Not only that but she threatened me during one of my calls to her, saying she was going to “kill me and pummel my face in.” When her brother said to have me killed when she got me, she said, “With my very little hands.”

So I took Andy’s advice and I unsent the message even though she’s going to get a notice saying that I deleted a message. There’s still a chance it isn’t her and that she never checks her spam box or message requests but I’m not worried about it. I mean, I’m 99% sure nothing would have happened but why take that 1% chance? Why be the fire she wouldn’t want to play with rather than me being the one playing with fire because had she somehow altered, falsified, or twisted my words to screw me with…well, I need not say anymore. But damn me for being so nice, forgiving, and apologetic. I’ve gotten better over the years, but I still need to toughen up even more.

Just looked at her pics again and IDK. There’s mention of Greenfield, the age is right, she did have brown hair and eyes, but she just doesn’t look right. I’d never guess it was her. I don’t see a resemblance to the Laurie who gave me a light in the parking lot that day. This woman is flat-out ugly.

The message I deleted goes like this:

Is your maiden name H? Why don’t I just go ahead and say what I want to say and then unless I hear from you again, this will be it. :-) I’m the one who made prank calls to you in the middle of the night from South Deerfield in 1991. For that much, I owe you a heartfelt apology. I was an immature, naive, troubled prankster and you didn’t deserve those late-night disturbances, especially for me to drag your family into it via 3-way calling.

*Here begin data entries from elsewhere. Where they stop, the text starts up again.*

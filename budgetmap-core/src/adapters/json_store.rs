//! JSON file store
//!
//! Layout under the data directory:
//! - `mappings.json`: file name → ordered array of row mappings
//! - `categories.json`: array of category names
//! - `progress.json`: `{ "activeFile": "..." }`
//!
//! Every write replaces the whole file through a temp file and rename.

use std::io::Write;
use std::path::{Path, PathBuf};
use std::sync::Arc;

use serde::de::DeserializeOwned;
use serde::{Deserialize, Serialize};
use tempfile::NamedTempFile;

use crate::domain::result::{Error, Result};
use crate::domain::{default_categories, MappingStore, RowMapping};
use crate::ports::{EngineEvent, EngineObserver, MappingRepository, NoopObserver};

const MAPPINGS_FILE: &str = "mappings.json";
const CATEGORIES_FILE: &str = "categories.json";
const PROGRESS_FILE: &str = "progress.json";

#[derive(Debug, Default, Serialize, Deserialize)]
#[serde(rename_all = "camelCase")]
struct ProgressFile {
    #[serde(default)]
    active_file: Option<String>,
}

pub struct JsonFileStore {
    dir: PathBuf,
    observer: Arc<dyn EngineObserver>,
}

impl JsonFileStore {
    pub fn new(dir: impl Into<PathBuf>) -> Self {
        Self {
            dir: dir.into(),
            observer: Arc::new(NoopObserver),
        }
    }

    /// Report store recoveries to `observer`
    pub fn with_observer(mut self, observer: Arc<dyn EngineObserver>) -> Self {
        self.observer = observer;
        self
    }

    pub fn dir(&self) -> &Path {
        &self.dir
    }

    pub fn mappings_path(&self) -> PathBuf {
        self.dir.join(MAPPINGS_FILE)
    }

    pub fn categories_path(&self) -> PathBuf {
        self.dir.join(CATEGORIES_FILE)
    }

    pub fn progress_path(&self) -> PathBuf {
        self.dir.join(PROGRESS_FILE)
    }

    /// Read and parse a JSON file. Missing → `None`; malformed → `None`
    /// plus a `StoreRecovered` event.
    fn read_json<T: DeserializeOwned>(&self, path: &Path) -> Result<Option<T>> {
        let content = match std::fs::read_to_string(path) {
            Ok(content) => content,
            Err(e) if e.kind() == std::io::ErrorKind::NotFound => return Ok(None),
            Err(e) if e.kind() == std::io::ErrorKind::InvalidData => {
                self.recovered(path);
                return Ok(None);
            }
            Err(e) => return Err(e.into()),
        };
        match serde_json::from_str(&content) {
            Ok(value) => Ok(Some(value)),
            Err(e) => {
                tracing::debug!(path = %path.display(), error = %e, "Malformed store file");
                self.recovered(path);
                Ok(None)
            }
        }
    }

    fn recovered(&self, path: &Path) {
        self.observer.on_event(&EngineEvent::StoreRecovered {
            path: path.to_path_buf(),
        });
    }

    fn write_json<T: Serialize + ?Sized>(&self, path: &Path, value: &T) -> Result<()> {
        std::fs::create_dir_all(&self.dir)?;
        let content = serde_json::to_vec_pretty(value)?;

        let mut tmp = NamedTempFile::new_in(&self.dir)?;
        tmp.write_all(&content)?;
        tmp.as_file().sync_all()?;
        tmp.persist(path)
            .map_err(|e| Error::storage(format!("Failed to write {}: {}", path.display(), e.error)))?;
        Ok(())
    }
}

impl MappingRepository for JsonFileStore {
    fn load_store(&self) -> Result<MappingStore> {
        Ok(self
            .read_json::<MappingStore>(&self.mappings_path())?
            .unwrap_or_default())
    }

    fn save_file(&self, filename: &str, rows: &[RowMapping]) -> Result<()> {
        let mut store = self.load_store()?;
        store.set(filename, rows.to_vec());
        self.write_json(&self.mappings_path(), &store)
    }

    fn load_categories(&self) -> Result<Vec<String>> {
        let path = self.categories_path();
        let exists = path.exists();
        let categories: Option<Vec<String>> = self.read_json(&path)?;

        match categories {
            Some(list) if !list.is_empty() => Ok(list),
            _ => {
                let defaults = default_categories();
                if !exists {
                    self.write_json(&path, &defaults)?;
                }
                Ok(defaults)
            }
        }
    }

    fn save_categories(&self, categories: &[String]) -> Result<()> {
        self.write_json(&self.categories_path(), categories)
    }

    fn active_file(&self) -> Result<Option<String>> {
        Ok(self
            .read_json::<ProgressFile>(&self.progress_path())?
            .and_then(|p| p.active_file))
    }

    fn set_active_file(&self, filename: &str) -> Result<()> {
        let progress = ProgressFile {
            active_file: Some(filename.to_string()),
        };
        self.write_json(&self.progress_path(), &progress)
    }
}
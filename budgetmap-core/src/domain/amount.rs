//! Amount cell parsing with column-semantic sign rules

use std::str::FromStr;

use rust_decimal::prelude::FromPrimitive;
use rust_decimal::Decimal;

use super::columns::ColumnKeywords;

/// Parse a raw amount cell from `column` into a signed decimal
///
/// Handles `$1,234.56`, `(50.00)`, `€10` and friends. Inflow columns
/// (credit, not debit) come out negative; debit columns never come out
/// negative. Column semantics are applied after parenthesis negation.
pub fn parse_amount_value(raw: &str, column: &str, keywords: &ColumnKeywords) -> Option<Decimal> {
    let s = raw.trim();

    // (100.00) -> -100.00
    let (parenthesized, s) = match s.strip_prefix('(').and_then(|s| s.strip_suffix(')')) {
        Some(inner) => (true, inner),
        None => (false, s),
    };

    let cleaned: String = s
        .chars()
        .filter(|c| !matches!(c, ',' | '$' | '£' | '€'))
        .filter(|c| c.is_ascii_digit() || *c == '.' || *c == '-')
        .collect();

    if matches!(cleaned.as_str(), "" | "-" | "." | "-.") {
        return None;
    }

    let mut amount = parse_decimal(&cleaned)?;

    if parenthesized {
        amount = -amount.abs();
    }

    let credit = keywords.is_credit(column);
    let debit = keywords.is_debit(column);
    if credit && !debit {
        amount = -amount.abs();
    } else if debit && amount.is_sign_negative() {
        amount = amount.abs();
    }

    // -0.00 and 0.00 must fingerprint identically
    if amount.is_zero() {
        amount = Decimal::ZERO;
    }

    Some(amount)
}

/// Decimal parsing tolerant of a bare leading or trailing dot (".5", "5.")
///
/// Values wider than `Decimal`'s 96-bit mantissa still read as numbers and
/// saturate at `Decimal::MAX` / `Decimal::MIN`.
fn parse_decimal(s: &str) -> Option<Decimal> {
    let (sign, digits) = match s.strip_prefix('-') {
        Some(rest) => ("-", rest),
        None => ("", s),
    };
    let mut normalized = String::with_capacity(s.len() + 2);
    normalized.push_str(sign);
    if digits.starts_with('.') {
        normalized.push('0');
    }
    normalized.push_str(digits);
    if digits.ends_with('.') {
        normalized.push('0');
    }
    Decimal::from_str(&normalized).ok().or_else(|| saturate(&normalized))
}

fn saturate(s: &str) -> Option<Decimal> {
    let value: f64 = s.parse().ok()?;
    if !value.is_finite() {
        return None;
    }
    Decimal::from_f64(value).or(Some(if value.is_sign_negative() {
        Decimal::MIN
    } else {
        Decimal::MAX
    }))
}
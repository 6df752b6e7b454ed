//! CLI command implementations

pub mod automap;
pub mod categories;
pub mod inspect;
pub mod map;
pub mod progress;
pub mod reset;
pub mod review;
pub mod suggest;
pub mod summary;
pub mod upload;

use std::path::PathBuf;

use anyhow::{Context, Result};
use budgetmap_core::BudgetContext;

/// Get the budgetmap directory from environment or default
pub fn get_data_dir() -> Result<PathBuf> {
    if let Ok(dir) = std::env::var("BUDGETMAP_DIR") {
        return Ok(PathBuf::from(dir));
    }
    let home = dirs::home_dir().context("Could not find home directory")?;
    Ok(home.join(".budgetmap"))
}

/// Get or create budgetmap context
pub fn get_context() -> Result<BudgetContext> {
    let data_dir = get_data_dir()?;
    tracing::debug!(data_dir = %data_dir.display(), "Opening budgetmap context");

    std::fs::create_dir_all(&data_dir)
        .with_context(|| format!("Failed to create budgetmap directory: {:?}", data_dir))?;

    BudgetContext::new(&data_dir).context("Failed to initialize budgetmap context")
}
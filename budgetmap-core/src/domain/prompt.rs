//! Prompt assembly for category suggestions and reply cleanup

use serde::Serialize;

use super::mapping::RowMapping;
use super::row::{NormalizedTransaction, RawRow};

/// A previously categorized row shown to the model as an example
#[derive(Debug, Clone, Serialize)]
pub struct PromptExample<'a> {
    pub original_data: &'a RawRow,
    pub category: &'a str,
}

/// Up to `limit` examples from mapped rows, in store order
pub fn collect_examples<'a>(rows: impl Iterator<Item = &'a RowMapping>, limit: usize) -> Vec<PromptExample<'a>> {
    rows.filter_map(|m| {
        m.mapped_category().map(|category| PromptExample {
            original_data: &m.original_data,
            category,
        })
    })
    .take(limit)
    .collect()
}

pub fn build_prompt(
    row: &RawRow,
    normalized: &NormalizedTransaction,
    categories: &[String],
    examples: &[PromptExample<'_>],
) -> String {
    let mut prompt = String::from(
        "You categorize bank transactions for a personal budget.\n\
         Answer with exactly one category name from the list and nothing else.\n\n",
    );

    prompt.push_str("Categories:\n");
    for category in categories {
        prompt.push_str("- ");
        prompt.push_str(category);
        prompt.push('\n');
    }

    if !examples.is_empty() {
        prompt.push_str("\nPreviously categorized transactions:\n");
        for example in examples {
            let data = serde_json::to_string(example.original_data).unwrap_or_default();
            prompt.push_str(&format!("{} => {}\n", data, example.category));
        }
    }

    prompt.push_str("\nTransaction:\n");
    if let Some(date) = normalized.date {
        prompt.push_str(&format!("date: {}\n", date.format("%Y-%m-%d")));
    }
    if let Some(amount) = normalized.amount {
        prompt.push_str(&format!("amount: {:.2}\n", amount));
    }
    if let Some(description) = &normalized.description {
        prompt.push_str(&format!("description: {}\n", description));
    }
    let data = serde_json::to_string(row).unwrap_or_default();
    prompt.push_str(&format!("raw: {}\n", data));

    prompt.push_str("\nCategory:");
    prompt
}

/// Reduce a free-text model reply to a bare category name
///
/// Takes the first non-empty line, drops a "Category:" label and strips
/// surrounding quotes and punctuation.
pub fn clean_suggestion(reply: &str) -> String {
    let line = reply
        .lines()
        .map(str::trim)
        .find(|l| !l.is_empty())
        .unwrap_or("");

    let line = match line.split_once(':') {
        Some((label, rest)) if label.trim().eq_ignore_ascii_case("category") => rest.trim(),
        _ => line,
    };

    line.trim_matches(|c: char| {
        c.is_whitespace() || matches!(c, '"' | '\'' | '`' | '*' | '.' | ',' | ';' | ':' | '!' | '-')
    })
    .to_string()
}
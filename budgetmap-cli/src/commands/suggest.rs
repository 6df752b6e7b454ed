//! Suggest command - ask the LLM for one row's category

use anyhow::Result;
use budgetmap_core::adapters::TracingObserver;
use budgetmap_core::services::AutoMapResult;
use colored::Colorize;

use super::get_context;
use crate::output;

pub fn run(row: usize, file: Option<&str>, apply: bool, json: bool) -> Result<()> {
    let ctx = get_context()?;
    let filename = ctx.categorize_service.resolve_file(file)?;

    let (suggestion, applied) = if apply {
        let result = ctx.categorize_service.auto_map(&filename, row, &TracingObserver)?;
        (result.suggestion, result.applied)
    } else {
        (ctx.categorize_service.suggest(&filename, row, &TracingObserver)?, false)
    };

    if json {
        return output::print_json(AutoMapResult {
            row_index: row,
            suggestion,
            applied,
        });
    }

    println!("Suggested category for row {}: {}", row, suggestion.category.bold());
    if suggestion.corrected {
        output::info(&format!("  Corrected from \"{}\"", suggestion.raw.trim()));
    }
    if !suggestion.known {
        output::warning("  Not in the category list");
    }
    if applied {
        println!("{} Row {} mapped", "✓".green(), row);
    } else if apply {
        output::warning("  Not applied; map it with `bm map` or add the category first");
    }
    Ok(())
}
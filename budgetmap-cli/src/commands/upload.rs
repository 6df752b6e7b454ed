//! Upload command - read a CSV export and reconcile it with stored mappings

use std::path::Path;

use anyhow::Result;
use budgetmap_core::adapters::TracingObserver;
use colored::Colorize;

use super::get_context;
use crate::output;

pub fn run(file: &Path, json: bool) -> Result<()> {
    let ctx = get_context()?;
    let result = ctx.upload_service.upload_path(file, &TracingObserver)?;

    if result.valid_rows == 0 {
        anyhow::bail!(
            "No valid transactions found in {} ({} row(s) skipped)",
            result.filename,
            result.skipped_rows
        );
    }

    if json {
        return output::print_json(&result);
    }

    println!(
        "{} Uploaded {} ({} valid of {} rows)",
        "✓".green(),
        result.filename.bold(),
        result.valid_rows,
        result.total_rows
    );
    if result.skipped_rows > 0 {
        output::warning(&format!("  Skipped {} row(s) without a date, amount or description", result.skipped_rows));
    }
    if result.carried_rows > 0 {
        println!("  Kept categories on {} row(s) from the previous upload", result.carried_rows);
    }
    if result.prefilled_rows > 0 {
        println!("  Prefilled {} row(s) from other files", result.prefilled_rows);
    }
    if result.preserved_rows > 0 {
        println!("  Preserved {} stored row(s) missing from this upload", result.preserved_rows);
    }
    if result.dropped_rows > 0 {
        output::warning(&format!("  Dropped {} unreadable stored row(s)", result.dropped_rows));
    }

    if !result.preview.is_empty() {
        println!();
        println!("{}", output::rows_table(&result.preview));
    }

    Ok(())
}
//! Persisted row mappings

use std::fmt;

use serde::de::{MapAccess, Visitor};
use serde::ser::SerializeMap;
use serde::{Deserialize, Deserializer, Serialize, Serializer};

use super::row::RawRow;

/// One uploaded row and the category a user (or the suggester) gave it
#[derive(Debug, Clone, PartialEq, Eq, Serialize, Deserialize)]
pub struct RowMapping {
    /// Position in the file's stored list, renumbered on every merge
    pub row_index: usize,
    pub original_data: RawRow,
    #[serde(default)]
    pub category: Option<String>,
    #[serde(default)]
    pub mapped: bool,
    #[serde(default)]
    pub source_file: Option<String>,
}

impl RowMapping {
    /// A freshly uploaded, uncategorized row
    pub fn new(row_index: usize, original_data: RawRow, source_file: impl Into<String>) -> Self {
        Self {
            row_index,
            original_data,
            category: None,
            mapped: false,
            source_file: Some(source_file.into()),
        }
    }

    pub fn assign(&mut self, category: impl Into<String>) {
        self.category = Some(category.into());
        self.mapped = true;
    }

    pub fn clear(&mut self) {
        self.category = None;
        self.mapped = false;
    }

    /// Mapped with a category set
    pub fn mapped_category(&self) -> Option<&str> {
        match (&self.category, self.mapped) {
            (Some(c), true) => Some(c.as_str()),
            _ => None,
        }
    }
}

/// Every stored mapping, keyed by source file name in upload order
#[derive(Debug, Clone, Default, PartialEq, Eq)]
pub struct MappingStore {
    files: Vec<(String, Vec<RowMapping>)>,
}

impl MappingStore {
    pub fn new() -> Self {
        Self::default()
    }

    pub fn get(&self, filename: &str) -> Option<&[RowMapping]> {
        self.files
            .iter()
            .find(|(name, _)| name == filename)
            .map(|(_, rows)| rows.as_slice())
    }

    /// Replace the rows of a file, keeping its position; new files go last
    pub fn set(&mut self, filename: &str, rows: Vec<RowMapping>) {
        match self.files.iter_mut().find(|(name, _)| name == filename) {
            Some(entry) => entry.1 = rows,
            None => self.files.push((filename.to_string(), rows)),
        }
    }

    pub fn file_names(&self) -> impl Iterator<Item = &str> {
        self.files.iter().map(|(name, _)| name.as_str())
    }

    /// All mappings flattened in file-then-row order
    pub fn rows(&self) -> impl Iterator<Item = &RowMapping> {
        self.files.iter().flat_map(|(_, rows)| rows.iter())
    }

    pub fn len(&self) -> usize {
        self.files.len()
    }

    pub fn is_empty(&self) -> bool {
        self.files.is_empty()
    }
}

impl Serialize for MappingStore {
    fn serialize<S: Serializer>(&self, serializer: S) -> Result<S::Ok, S::Error> {
        let mut map = serializer.serialize_map(Some(self.files.len()))?;
        for (name, rows) in &self.files {
            map.serialize_entry(name, rows)?;
        }
        map.end()
    }
}

impl<'de> Deserialize<'de> for MappingStore {
    fn deserialize<D: Deserializer<'de>>(deserializer: D) -> Result<Self, D::Error> {
        struct StoreVisitor;

        impl<'de> Visitor<'de> for StoreVisitor {
            type Value = MappingStore;

            fn expecting(&self, f: &mut fmt::Formatter) -> fmt::Result {
                f.write_str("an object of file name to row mappings")
            }

            fn visit_map<A: MapAccess<'de>>(self, mut access: A) -> Result<MappingStore, A::Error> {
                let mut store = MappingStore::new();
                while let Some((name, value)) = access.next_entry::<String, serde_json::Value>()? {
                    // Entries that aren't arrays, and rows that don't parse, are skipped
                    let serde_json::Value::Array(items) = value else {
                        continue;
                    };
                    let rows = items
                        .into_iter()
                        .filter_map(|item| serde_json::from_value::<RowMapping>(item).ok())
                        .collect();
                    store.set(&name, rows);
                }
                Ok(store)
            }
        }

        deserializer.deserialize_map(StoreVisitor)
    }
}
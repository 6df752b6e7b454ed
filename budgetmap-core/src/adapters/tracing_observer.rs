//! Observer that forwards engine events to `tracing`

use crate::ports::{EngineEvent, EngineObserver};

#[derive(Debug, Default, Clone, Copy)]
pub struct TracingObserver;

impl EngineObserver for TracingObserver {
    fn on_event(&self, event: &EngineEvent) {
        match event {
            EngineEvent::RowRejected { row_number, reason } => {
                tracing::debug!(row_number, reason = %reason, "Row rejected");
            }
            EngineEvent::ExtractionFailed { field, columns } => {
                tracing::debug!(field, columns = ?columns, "Extraction failed");
            }
            EngineEvent::MatchFound { source_file, category } => {
                tracing::debug!(source_file = ?source_file, category = %category, "Match found");
            }
            EngineEvent::CategoryCarried { fingerprint, category } => {
                tracing::debug!(fingerprint = %fingerprint, category = %category, "Category carried forward");
            }
            EngineEvent::MergeCompleted {
                filename,
                new_rows,
                preserved_rows,
                dropped_rows,
            } => {
                tracing::info!(
                    filename = %filename,
                    new_rows,
                    preserved_rows,
                    dropped_rows,
                    "Merge completed"
                );
            }
            EngineEvent::SuggestionReceived { raw, category, corrected } => {
                tracing::debug!(raw = %raw, category = %category, corrected, "Suggestion received");
            }
            EngineEvent::StoreRecovered { path } => {
                tracing::warn!(path = %path.display(), "Store file was malformed, treating it as empty");
            }
        }
    }
}
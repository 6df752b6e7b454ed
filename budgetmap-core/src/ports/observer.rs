//! Engine observer port
//!
//! Operations report what they did through an injected observer instead of
//! logging from inside the core.

use std::path::PathBuf;
use std::sync::Mutex;

use crate::domain::RowVerdict;

/// Something noteworthy that happened while interpreting or reconciling rows
#[derive(Debug, Clone, PartialEq, Eq)]
pub enum EngineEvent {
    /// An uploaded row failed validation and was skipped (1-based data row)
    RowRejected { row_number: usize, reason: RowVerdict },
    /// A stored row had no extractable date or amount, or its amount overflowed a total
    ExtractionFailed { field: &'static str, columns: Vec<String> },
    /// A historical mapping supplied the category for a row
    MatchFound { source_file: Option<String>, category: String },
    /// A re-uploaded row inherited the category of the same row in the same file
    CategoryCarried { fingerprint: String, category: String },
    MergeCompleted {
        filename: String,
        new_rows: usize,
        preserved_rows: usize,
        dropped_rows: usize,
    },
    SuggestionReceived { raw: String, category: String, corrected: bool },
    /// A malformed store file was read as empty
    StoreRecovered { path: PathBuf },
}

pub trait EngineObserver: Send + Sync {
    fn on_event(&self, event: &EngineEvent);
}

/// Discards every event
#[derive(Debug, Default, Clone, Copy)]
pub struct NoopObserver;

impl EngineObserver for NoopObserver {
    fn on_event(&self, _event: &EngineEvent) {}
}

/// Keeps every event in memory, in emission order
#[derive(Debug, Default)]
pub struct RecordingObserver {
    events: Mutex<Vec<EngineEvent>>,
}

impl RecordingObserver {
    pub fn new() -> Self {
        Self::default()
    }

    pub fn events(&self) -> Vec<EngineEvent> {
        self.events
            .lock()
            .map(|events| events.clone())
            .unwrap_or_default()
    }

    /// Events for which `pred` holds
    pub fn count(&self, pred: impl Fn(&EngineEvent) -> bool) -> usize {
        self.events().iter().filter(|e| pred(e)).count()
    }
}

impl EngineObserver for RecordingObserver {
    fn on_event(&self, event: &EngineEvent) {
        if let Ok(mut events) = self.events.lock() {
            events.push(event.clone());
        }
    }
}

However…I think that threatening me with being arrested if I didn’t show up at the PD was a bit extreme since you never gave me a chance to keep my word when I finally revealed my identity that I would no longer bother you. I assure you, for whatever it’s worth, I would have indeed kept my word. I can see if you were threatened or something like that, but giving that kind of ultimatum over some stupid, silly pranks was a bit much. Doesn’t excuse what I did. I get that. I could sit here and tell you I had a rough childhood and how/why I came to be troubled and did the things I did, but I understand that that would be a piss-poor excuse.

Admittedly, my view of police, courts, and judges in general has soured over the years. Too many lies to civilians and brutality. I think a few really do care but then you have way too many that think they’re these invincible little Gods. Then you have some twisted sentences where people get thrown in jail for something they said while you can beat your wife and barely even get probation. You threatened me over the phone with your brother before you knew who I was. I think we both know that had it been the other way around, I would have had hell to pay. Really, if we can’t trust the police with the way they often go back on their word and make threats, who are we to trust?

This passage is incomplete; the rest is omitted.